Maintaining high population immunity to serotype 1 and 3 transmission using bOPV SIAs significantly reduces 1) the risk of outbreaks due to imported serotype 1 and 3 viruses, 2) the emergence of indigenous cVDPVs before or after OPV13 cessation, and 3) the vulnerability to bOPV-related polioviruses in the event of non-synchronous OPV13 cessation or inadvertent bOPV use after OPV13 cessation.
Although some reduction in global SIA frequency can safely occur, countries with suboptimal routine immunization coverage should each continue to conduct at least one annual SIA with bOPV, preferably more, until global OPV13 cessation. Preventing cVDPV risks after OPV13 cessation requires investments in bOPV SIAs now through the time of OPV13 cessation.
研究在全球协调停止1型和3型口服脊髓灰质炎疫苗(OPV13停止)前后,不同的二价口服脊髓灰质炎疫苗(bOPV)补充免疫活动(SIA)策略对人群针对1型和3型脊髓灰质炎病毒传播的免疫力以及循环疫苗衍生脊髓灰质炎病毒(cVDPV)风险的影响。

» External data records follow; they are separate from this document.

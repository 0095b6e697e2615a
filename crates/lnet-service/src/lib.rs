//! LNet services.
//!
//! Every LNet operation is a service multiplexed over the same frame by a
//! numeric id. This crate builds request payloads and decodes reply
//! payloads; it never touches a transport.
//!
//! | Service | Id |
//! |---|---|
//! | Device Info | 0 |
//! | Get RAM | 9 |
//! | Put RAM | 10 |
//! | Save Parameter | 18 |
//! | Load Parameter | 19 |
//! | Reboot | 25 |

pub mod device_info;
pub mod error;
pub mod id;
pub mod reply;
pub mod request;
pub mod scope;
pub mod status;
pub mod target;

pub use device_info::{DeviceInfo, DspState};
pub use error::{Result, ServiceError};
pub use id::ServiceId;
pub use reply::{Response, ServiceReply};
pub use request::{
    GetRamRequest, PutRamRequest, Request, MAX_REPLY_PAYLOAD, MAX_REQUEST_PAYLOAD,
};
pub use scope::{
    ScopeChannel, ScopeData, ScopeMode, ScopeSetup, ScopeTrigger, TriggerEdge, MAX_CHANNELS,
    SCOPE_PARAMETER_ID,
};
pub use status::DeviceStatus;
pub use target::{AddressWidth, Processor};
use std::fmt;

use serde::Serialize;

/// Numeric service identifiers carried in the first DATA byte.
#[derive(Debug, Clone, Copy, PartialEq, Eq, Hash, Serialize)]
pub enum ServiceId {
    DeviceInfo,
    GetRam,
    PutRam,
    SaveParameter,
    LoadParameter,
    Reboot,
    /// Any id this crate has no codec for.
    Unknown(u8),
}

impl ServiceId {
    pub const DEVICE_INFO: u8 = 0;
    pub const GET_RAM: u8 = 9;
    pub const PUT_RAM: u8 = 10;
    pub const SAVE_PARAMETER: u8 = 18;
    pub const LOAD_PARAMETER: u8 = 19;
    pub const REBOOT: u8 = 25;

    pub const fn as_u8(self) -> u8 {
        match self {
            ServiceId::DeviceInfo => Self::DEVICE_INFO,
            ServiceId::GetRam => Self::GET_RAM,
            ServiceId::PutRam => Self::PUT_RAM,
            ServiceId::SaveParameter => Self::SAVE_PARAMETER,
            ServiceId::LoadParameter => Self::LOAD_PARAMETER,
            ServiceId::Reboot => Self::REBOOT,
            ServiceId::Unknown(id) => id,
        }
    }

    pub fn is_known(self) -> bool {
        !matches!(self, ServiceId::Unknown(_))
    }

    pub fn name(self) -> &'static str {
        match self {
            ServiceId::DeviceInfo => "device info",
            ServiceId::GetRam => "get ram",
            ServiceId::PutRam => "put ram",
            ServiceId::SaveParameter => "save parameter",
            ServiceId::LoadParameter => "load parameter",
            ServiceId::Reboot => "reboot",
            ServiceId::Unknown(_) => "unknown service",
        }
    }
}

impl From<u8> for ServiceId {
    fn from(id: u8) -> Self {
        match id {
            Self::DEVICE_INFO => ServiceId::DeviceInfo,
            Self::GET_RAM => ServiceId::GetRam,
            Self::PUT_RAM => ServiceId::PutRam,
            Self::SAVE_PARAMETER => ServiceId::SaveParameter,
            Self::LOAD_PARAMETER => ServiceId::LoadParameter,
            Self::REBOOT => ServiceId::Reboot,
            other => ServiceId::Unknown(other),
        }
    }
}

impl From<ServiceId> for u8 {
    fn from(id: ServiceId) -> Self {
        id.as_u8()
    }
}

impl fmt::Display for ServiceId {
    fn fmt(&self, f: &mut fmt::Formatter<'_>) -> fmt::Result {
        write!(f, "{} ({})", self.name(), self.as_u8())
    }
}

我们采用先前在三价口服脊髓灰质炎疫苗转换为bOPV之前为疫苗选择提供依据的数学模型,来估计在OPV13停止时预防随后cVDPV暴发所需的针对1型和3型脊髓灰质炎病毒传播的人群免疫力。然后,我们研究在高风险人群中使用bOPV进行不同频率SIA对针对1型和3型传播的人群免疫力、1型和3型cVDPV暴发风险以及对任何输入性bOPV相关脊髓灰质炎病毒的易感性的影响。
使用bOPV SIA维持人群对1型和3型传播的高免疫力可显著降低:1)因输入1型和3型病毒导致的暴发风险;2)在OPV13停止之前或之后本土cVDPV的出现;3)在OPV13停止不同步或OPV13停止后意外使用bOPV的情况下对bOPV相关脊髓灰质炎病毒的易感性。
虽然全球SIA频率可以安全地有所降低,但常规免疫接种覆盖率欠佳的国家应各自继续每年至少开展一次bOPV SIA,最好更多,直至全球OPV13停止。在OPV13停止后预防cVDPV风险需要从现在起到OPV13停止期间对bOPV SIA进行投资。